Ce test me sert surtout pour les marcheurs occasionnels et pour les personnes qui n’aiment pas le glissant. J’ai vu que le confort change dès qu’on accepte de ralentir, de chausser de vraies chaussures de marche et de laisser un peu de marge. Pour quelqu’un qui cherche une sortie courte sans pression, la boucle reste très lisible. Pour quelqu’un qui veut aller vite, elle devient vite frustrante.
Ici, le terrain fait vraiment la différence, plus que la distance. Je retiens un verdict clair: l’Étang de Bethmale se marche vite quand le sol est sec, mais la pluie lui ajoute un vrai surcroît de temps et de vigilance. Je préfère le savoir avant de partir depuis du côté de Foix.

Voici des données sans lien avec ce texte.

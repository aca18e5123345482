//! Blocking alert-style notices.

/// Show a blocking browser alert; no-op off-browser.
pub fn alert(message: &str) {
    #[cfg(feature = "hydrate")]
    {
        if let Some(window) = web_sys::window() {
            let _ = window.alert_with_message(message);
        }
    }
    #[cfg(not(feature = "hydrate"))]
    {
        let _ = message;
    }
}
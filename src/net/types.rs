//! REST DTOs for the catalog backend.
//!
//! DESIGN
//! ======
//! These types mirror the backend's JSON exactly (integer ids, lowercase
//! enums, ISO-8601 timestamps as strings) so serde round-trips stay
//! lossless and list rendering can stay schema-driven. Records pass
//! through unmodified; the client never derives fields of its own.

#[cfg(test)]
#[path = "types_test.rs"]
mod types_test;

use serde::{Deserialize, Serialize};

/// A team: the tenant grouping that owns artifacts, contacts, and
/// membership requests.
#[derive(Clone, Debug, PartialEq, Eq, Serialize, Deserialize)]
pub struct Team {
    /// Backend-assigned team identifier.
    pub id: i64,
    /// Display name.
    pub name: String,
    /// Free-text description; may be empty.
    #[serde(default)]
    pub description: String,
}

/// Kind of cataloged data object.
#[derive(Clone, Copy, Debug, PartialEq, Eq, Serialize, Deserialize)]
#[serde(rename_all = "lowercase")]
pub enum ArtifactType {
    Table,
    View,
    Procedure,
    Function,
    Index,
    Dataset,
    Api,
    File,
}

impl ArtifactType {
    /// All kinds offered by the create-artifact form, in display order.
    pub const ALL: [ArtifactType; 8] = [
        ArtifactType::Table,
        ArtifactType::View,
        ArtifactType::Procedure,
        ArtifactType::Function,
        ArtifactType::Index,
        ArtifactType::Dataset,
        ArtifactType::Api,
        ArtifactType::File,
    ];

    /// Lowercase wire name, also used as the badge label.
    pub fn as_str(self) -> &'static str {
        match self {
            ArtifactType::Table => "table",
            ArtifactType::View => "view",
            ArtifactType::Procedure => "procedure",
            ArtifactType::Function => "function",
            ArtifactType::Index => "index",
            ArtifactType::Dataset => "dataset",
            ArtifactType::Api => "api",
            ArtifactType::File => "file",
        }
    }

    /// Parse a wire name back into a kind (used by the form select).
    pub fn parse(value: &str) -> Option<ArtifactType> {
        ArtifactType::ALL.into_iter().find(|t| t.as_str() == value)
    }
}

/// A cataloged data object owned by a team.
#[derive(Clone, Debug, PartialEq, Serialize, Deserialize)]
pub struct Artifact {
    /// Backend-assigned artifact identifier.
    pub id: i64,
    /// Display name.
    pub name: String,
    /// Kind of object.
    #[serde(rename = "type")]
    pub kind: ArtifactType,
    /// Free-text description; may be empty.
    #[serde(default)]
    pub description: String,
    /// Project the artifact belongs to.
    pub project_name: String,
    /// Identifier of the responsible developer.
    #[serde(default)]
    pub developer_id: i64,
}

/// A named, typed attribute of an artifact.
#[derive(Clone, Debug, PartialEq, Serialize, Deserialize)]
pub struct ArtifactField {
    pub field_name: String,
    pub data_type: String,
    #[serde(default)]
    pub description: String,
    /// Whether the field is part of the primary key.
    #[serde(default)]
    pub is_pk: bool,
}

/// A team contact entry.
#[derive(Clone, Debug, PartialEq, Eq, Serialize, Deserialize)]
pub struct Contact {
    pub id: i64,
    pub name: String,
    #[serde(default)]
    pub telegram_contact: String,
}

/// Lifecycle state of a membership request.
#[derive(Clone, Copy, Debug, PartialEq, Eq, Serialize, Deserialize)]
#[serde(rename_all = "lowercase")]
pub enum RequestStatus {
    Pending,
    Approved,
    Rejected,
}

impl RequestStatus {
    pub fn as_str(self) -> &'static str {
        match self {
            RequestStatus::Pending => "pending",
            RequestStatus::Approved => "approved",
            RequestStatus::Rejected => "rejected",
        }
    }
}

/// A pending/approved/rejected request by a user to join a team.
#[derive(Clone, Debug, PartialEq, Eq, Serialize, Deserialize)]
pub struct JoinRequest {
    pub id: i64,
    /// User asking to join.
    pub user_id: i64,
    pub status: RequestStatus,
    /// ISO-8601 creation timestamp, rendered as-is.
    #[serde(default)]
    pub created_at: String,
}

/// Reply shape of `/auth/login` and `/auth/register`.
#[derive(Clone, Debug, PartialEq, Eq, Serialize, Deserialize)]
pub struct AuthResponse {
    pub token: String,
}

/// Payload for `POST /teams`.
#[derive(Clone, Debug, PartialEq, Eq, Serialize)]
pub struct TeamCreate {
    pub name: String,
    pub description: String,
}

/// Payload for `POST /teams/{id}/artifacts`.
#[derive(Clone, Debug, PartialEq, Serialize)]
pub struct ArtifactCreate {
    pub name: String,
    #[serde(rename = "type")]
    pub kind: ArtifactType,
    pub description: String,
    pub project_name: String,
    pub developer_id: i64,
}

/// Payload for `POST /teams/{id}/artifacts/{artifactId}/fields`.
#[derive(Clone, Debug, PartialEq, Eq, Serialize)]
pub struct FieldCreate {
    pub field_name: String,
    pub data_type: String,
    pub description: String,
    pub is_pk: bool,
}

/// Payload for `POST /teams/{id}/contacts`.
#[derive(Clone, Debug, PartialEq, Eq, Serialize)]
pub struct ContactCreate {
    pub name: String,
    pub telegram_contact: String,
}
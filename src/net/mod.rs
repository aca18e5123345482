//! Networking modules for the backend REST contract.
//!
//! SYSTEM CONTEXT
//! ==============
//! `api` is the authenticated HTTP client and typed endpoint wrappers;
//! `types` defines the wire DTOs shared by state and views.

pub mod api;
pub mod types;
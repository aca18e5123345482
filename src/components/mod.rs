//! Reusable UI component modules.
//!
//! SYSTEM CONTEXT
//! ==============
//! Components render list rows and shared dialogs while reading/writing
//! shared state from Leptos context providers.

pub mod artifact_card;
pub mod confirm_dialog;
pub mod contact_card;
pub mod request_card;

Il y a un truc que je n’avais pas prévu lors de mes premiers passages : la différence de lumière selon la rive. Le côté est de l’étang reste à l’ombre plus longtemps le matin, et le sol y met plus de temps à sécher après une nuit fraîche. En saison sèche, c’est presque imperceptible. Après une semaine de pluie, cette rive est restée franchement glissante deux heures en plus que l’autre côté. Je l’ai noté sur ma troisième sortie, en partant dans l’autre sens pour voir si le sens de boucle changeait quelque chose. En sens inverse, j’ai attaqué la rive est en fin de boucle, quand le soleil l’avait déjà touchée, et le sol était nettement plus ferme. Ce petit détail de sens de parcours n’est marqué nulle part sur les panneaux, mais il m’a sauvé deux ou trois appuis douteux. Mon compagnon, lui, préfère toujours le même sens pour ses repères visuels. On ne fait pas tous les deux le tour dans le même ordre, et ça m’a permis de comparer les deux. Ce genre d’observation minuscule, c’est ce que j’aime dans les tests répétés sur un même lieu : on finit par lire le terrain autrement.